## Source data

--- START ---

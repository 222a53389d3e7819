//! Arbitration between user-driven and engine-driven slider position.
//!
//! ```text
//!            begin_drag              finish_drag(Some(seq))
//!   Live ───────────────> Dragging ───────────────────────> Seeking{seq}
//!    ^                       │                                   │
//!    │    finish_drag(None)  │   confirm_seek / tick / failed    │
//!    └───────────────────────┴───────────────────────────────────┘
//! ```
//!
//! Engine positions (poll ticks and event re-syncs) are only accepted in
//! `Live`. `Seeking` lasts until the engine status actually shows the
//! target. A seek the engine acknowledged but never reports falls back to
//! `Live` after a bounded number of poll ticks.

/// How far a reported engine position may be from the seek target and
/// still count as the seek having landed.
pub const SEEK_TOLERANCE_MS: f64 = 1_500.0;

/// Who owns the position shown on the slider.
#[derive(Debug, Clone, Copy, PartialEq, Default)]
pub enum PositionArbiter {
    /// Engine-driven.
    #[default]
    Live,
    /// User-driven; every drag frame writes the position locally.
    Dragging,
    /// Drag finished and a seek was queued. `ticks_left` starts counting
    /// once the engine has acknowledged the seek command.
    Seeking {
        target_ms: f64,
        seq: u64,
        ticks_left: Option<u32>,
    },
}

impl PositionArbiter {
    pub fn begin_drag(&mut self) {
        *self = PositionArbiter::Dragging;
    }

    /// Ends a drag at `target_ms`. With a queued seek the arbiter waits for
    /// it, otherwise engine positions are accepted again immediately.
    pub fn finish_drag(&mut self, target_ms: f64, seek_seq: Option<u64>) {
        *self = match seek_seq {
            Some(seq) => PositionArbiter::Seeking {
                target_ms,
                seq,
                ticks_left: None,
            },
            None => PositionArbiter::Live,
        };
    }

    /// The engine accepted seek `seq`. Starts the fallback countdown of
    /// `settle_ticks` poll ticks; stale acknowledgements are ignored.
    pub fn seek_acknowledged(&mut self, seq: u64, settle_ticks: u32) -> bool {
        match self {
            PositionArbiter::Seeking {
                seq: pending,
                ticks_left,
                ..
            } if *pending == seq => {
                ticks_left.get_or_insert(settle_ticks);
                true
            }
            _ => false,
        }
    }

    /// The engine rejected seek `seq`; nothing is left to wait for.
    pub fn seek_failed(&mut self, seq: u64) -> bool {
        match *self {
            PositionArbiter::Seeking { seq: pending, .. } if pending == seq => {
                *self = PositionArbiter::Live;
                true
            }
            _ => false,
        }
    }

    /// Returns to `Live` when `engine_position_ms` shows the pending seek
    /// has landed.
    pub fn confirm_seek(&mut self, engine_position_ms: f64) -> bool {
        match *self {
            PositionArbiter::Seeking { target_ms, .. }
                if (engine_position_ms - target_ms).abs() <= SEEK_TOLERANCE_MS =>
            {
                *self = PositionArbiter::Live;
                true
            }
            _ => false,
        }
    }

    /// One poll tick without confirmation. Returns `true` when the
    /// acknowledged seek has waited long enough and the arbiter gave up.
    pub fn tick(&mut self) -> bool {
        match self {
            PositionArbiter::Seeking {
                ticks_left: Some(ticks),
                ..
            } => {
                if *ticks <= 1 {
                    *self = PositionArbiter::Live;
                    true
                } else {
                    *ticks -= 1;
                    false
                }
            }
            _ => false,
        }
    }

    /// Drops a pending seek wait without touching an active drag.
    pub fn release_seek(&mut self) {
        if matches!(self, PositionArbiter::Seeking { .. }) {
            *self = PositionArbiter::Live;
        }
    }

    pub fn accepts_engine_position(&self) -> bool {
        matches!(self, PositionArbiter::Live)
    }

    pub fn is_dragging(&self) -> bool {
        matches!(self, PositionArbiter::Dragging)
    }
}

#[cfg(test)]
mod tests {
    use super::*;

    fn seeking(target_ms: f64, seq: u64) -> PositionArbiter {
        let mut arbiter = PositionArbiter::default();
        arbiter.begin_drag();
        arbiter.finish_drag(target_ms, Some(seq));
        arbiter
    }

    #[test]
    fn test_drag_without_seek_returns_live() {
        let mut arbiter = PositionArbiter::default();
        assert!(arbiter.accepts_engine_position());

        arbiter.begin_drag();
        assert!(arbiter.is_dragging());
        assert!(!arbiter.accepts_engine_position());

        arbiter.finish_drag(1_000.0, None);
        assert_eq!(arbiter, PositionArbiter::Live);
    }

    #[test]
    fn test_acknowledgement_alone_keeps_holding() {
        let mut arbiter = seeking(75_000.0, 3);
        assert_eq!(
            arbiter,
            PositionArbiter::Seeking {
                target_ms: 75_000.0,
                seq: 3,
                ticks_left: None
            }
        );

        assert!(!arbiter.seek_acknowledged(2, 5));
        assert!(arbiter.seek_acknowledged(3, 5));
        assert!(!arbiter.accepts_engine_position());

        // The engine still reports where it was before the seek.
        assert!(!arbiter.confirm_seek(5_000.0));
        assert!(!arbiter.accepts_engine_position());

        assert!(arbiter.confirm_seek(75_400.0));
        assert!(arbiter.accepts_engine_position());
    }

    #[test]
    fn test_ticks_only_count_after_acknowledgement() {
        let mut arbiter = seeking(40_000.0, 1);
        for _ in 0..10 {
            assert!(!arbiter.tick());
        }
        assert!(!arbiter.accepts_engine_position());

        arbiter.seek_acknowledged(1, 3);
        assert!(!arbiter.tick());
        assert!(!arbiter.tick());
        assert!(arbiter.tick());
        assert_eq!(arbiter, PositionArbiter::Live);
    }

    #[test]
    fn test_failed_seek_releases_hold() {
        let mut arbiter = seeking(10_000.0, 4);
        assert!(!arbiter.seek_failed(3));
        assert!(arbiter.seek_failed(4));
        assert!(arbiter.accepts_engine_position());
    }

    #[test]
    fn test_new_drag_supersedes_pending_seek() {
        let mut arbiter = seeking(10.0, 1);
        arbiter.begin_drag();

        // Late news about the old seek must not end the new drag.
        assert!(!arbiter.seek_acknowledged(1, 2));
        assert!(!arbiter.seek_failed(1));
        assert!(!arbiter.confirm_seek(10.0));
        assert!(!arbiter.tick());
        assert!(arbiter.is_dragging());
    }

    #[test]
    fn test_release_seek_keeps_drag() {
        let mut arbiter = PositionArbiter::Dragging;
        arbiter.release_seek();
        assert!(arbiter.is_dragging());

        let mut arbiter = seeking(5.0, 9);
        arbiter.release_seek();
        assert!(arbiter.accepts_engine_position());
    }
}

--- END ---

## Instructions for the task
From the records, copy out each line that includes the string "Option".

## Solved problem
        ticks_left: Option<u32>,
    pub fn finish_drag(&mut self, target_ms: f64, seek_seq: Option<u64>) {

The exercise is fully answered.